* Records shown:

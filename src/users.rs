//! Read-side access to users and products. Both are owned by the account
//! and listing subsystems; the realtime core references them for
//! validation, display names, and notification targeting.

use chrono::Utc;
use rusqlite::{Connection, OptionalExtension};

use crate::db::models::{Product, User};

pub fn find_user(conn: &Connection, id: &str) -> rusqlite::Result<Option<User>> {
    conn.query_row(
        "SELECT id, name, email, role, verified, email_notifications, created_at
         FROM users WHERE id = ?1",
        rusqlite::params![id],
        |row| {
            Ok(User {
                id: row.get(0)?,
                name: row.get(1)?,
                email: row.get(2)?,
                role: row.get(3)?,
                verified: row.get(4)?,
                email_notifications: row.get(5)?,
                created_at: row.get(6)?,
            })
        },
    )
    .optional()
}

pub fn find_product(conn: &Connection, id: &str) -> rusqlite::Result<Option<Product>> {
    conn.query_row(
        "SELECT id, seller_id, title, created_at FROM products WHERE id = ?1",
        rusqlite::params![id],
        |row| {
            Ok(Product {
                id: row.get(0)?,
                seller_id: row.get(1)?,
                title: row.get(2)?,
                created_at: row.get(3)?,
            })
        },
    )
    .optional()
}

/// Display name for a user, with a fallback for dangling references.
pub fn display_name(conn: &Connection, id: &str) -> String {
    conn.query_row(
        "SELECT name FROM users WHERE id = ?1",
        rusqlite::params![id],
        |row| row.get(0),
    )
    .unwrap_or_else(|_| "Unknown".to_string())
}

/// Insert a user row. Registration itself lives in the account subsystem;
/// this is the seam it (and the test suite) writes through.
pub fn insert_user(
    conn: &Connection,
    id: &str,
    name: &str,
    email: &str,
    role: &str,
    email_notifications: bool,
) -> rusqlite::Result<()> {
    conn.execute(
        "INSERT INTO users (id, name, email, role, verified, email_notifications, created_at)
         VALUES (?1, ?2, ?3, ?4, 1, ?5, ?6)",
        rusqlite::params![id, name, email, role, email_notifications, Utc::now().to_rfc3339()],
    )?;
    Ok(())
}

/// Insert a product row. Listing management lives in the product
/// subsystem; comments only need the row to exist.
pub fn insert_product(
    conn: &Connection,
    id: &str,
    seller_id: &str,
    title: &str,
) -> rusqlite::Result<()> {
    conn.execute(
        "INSERT INTO products (id, seller_id, title, created_at) VALUES (?1, ?2, ?3, ?4)",
        rusqlite::params![id, seller_id, title, Utc::now().to_rfc3339()],
    )?;
    Ok(())
}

* What the exercise asks:
Exactly as written, repeat the lines from the start of the listing through the line containing "name FROM users", both included.

* Solution for this problem:
filename src/users.rs
//! Read-side access to users and products. Both are owned by the account
//! and listing subsystems; the realtime core references them for
//! validation, display names, and notification targeting.

use chrono::Utc;
use rusqlite::{Connection, OptionalExtension};

use crate::db::models::{Product, User};

pub fn find_user(conn: &Connection, id: &str) -> rusqlite::Result<Option<User>> {
    conn.query_row(
        "SELECT id, name, email, role, verified, email_notifications, created_at
         FROM users WHERE id = ?1",
        rusqlite::params![id],
        |row| {
            Ok(User {
                id: row.get(0)?,
                name: row.get(1)?,
                email: row.get(2)?,
                role: row.get(3)?,
                verified: row.get(4)?,
                email_notifications: row.get(5)?,
                created_at: row.get(6)?,
            })
        },
    )
    .optional()
}

pub fn find_product(conn: &Connection, id: &str) -> rusqlite::Result<Option<Product>> {
    conn.query_row(
        "SELECT id, seller_id, title, created_at FROM products WHERE id = ?1",
        rusqlite::params![id],
        |row| {
            Ok(Product {
                id: row.get(0)?,
                seller_id: row.get(1)?,
                title: row.get(2)?,
                created_at: row.get(3)?,
            })
        },
    )
    .optional()
}

/// Display name for a user, with a fallback for dangling references.
pub fn display_name(conn: &Connection, id: &str) -> String {
    conn.query_row(
        "SELECT name FROM users WHERE id = ?1",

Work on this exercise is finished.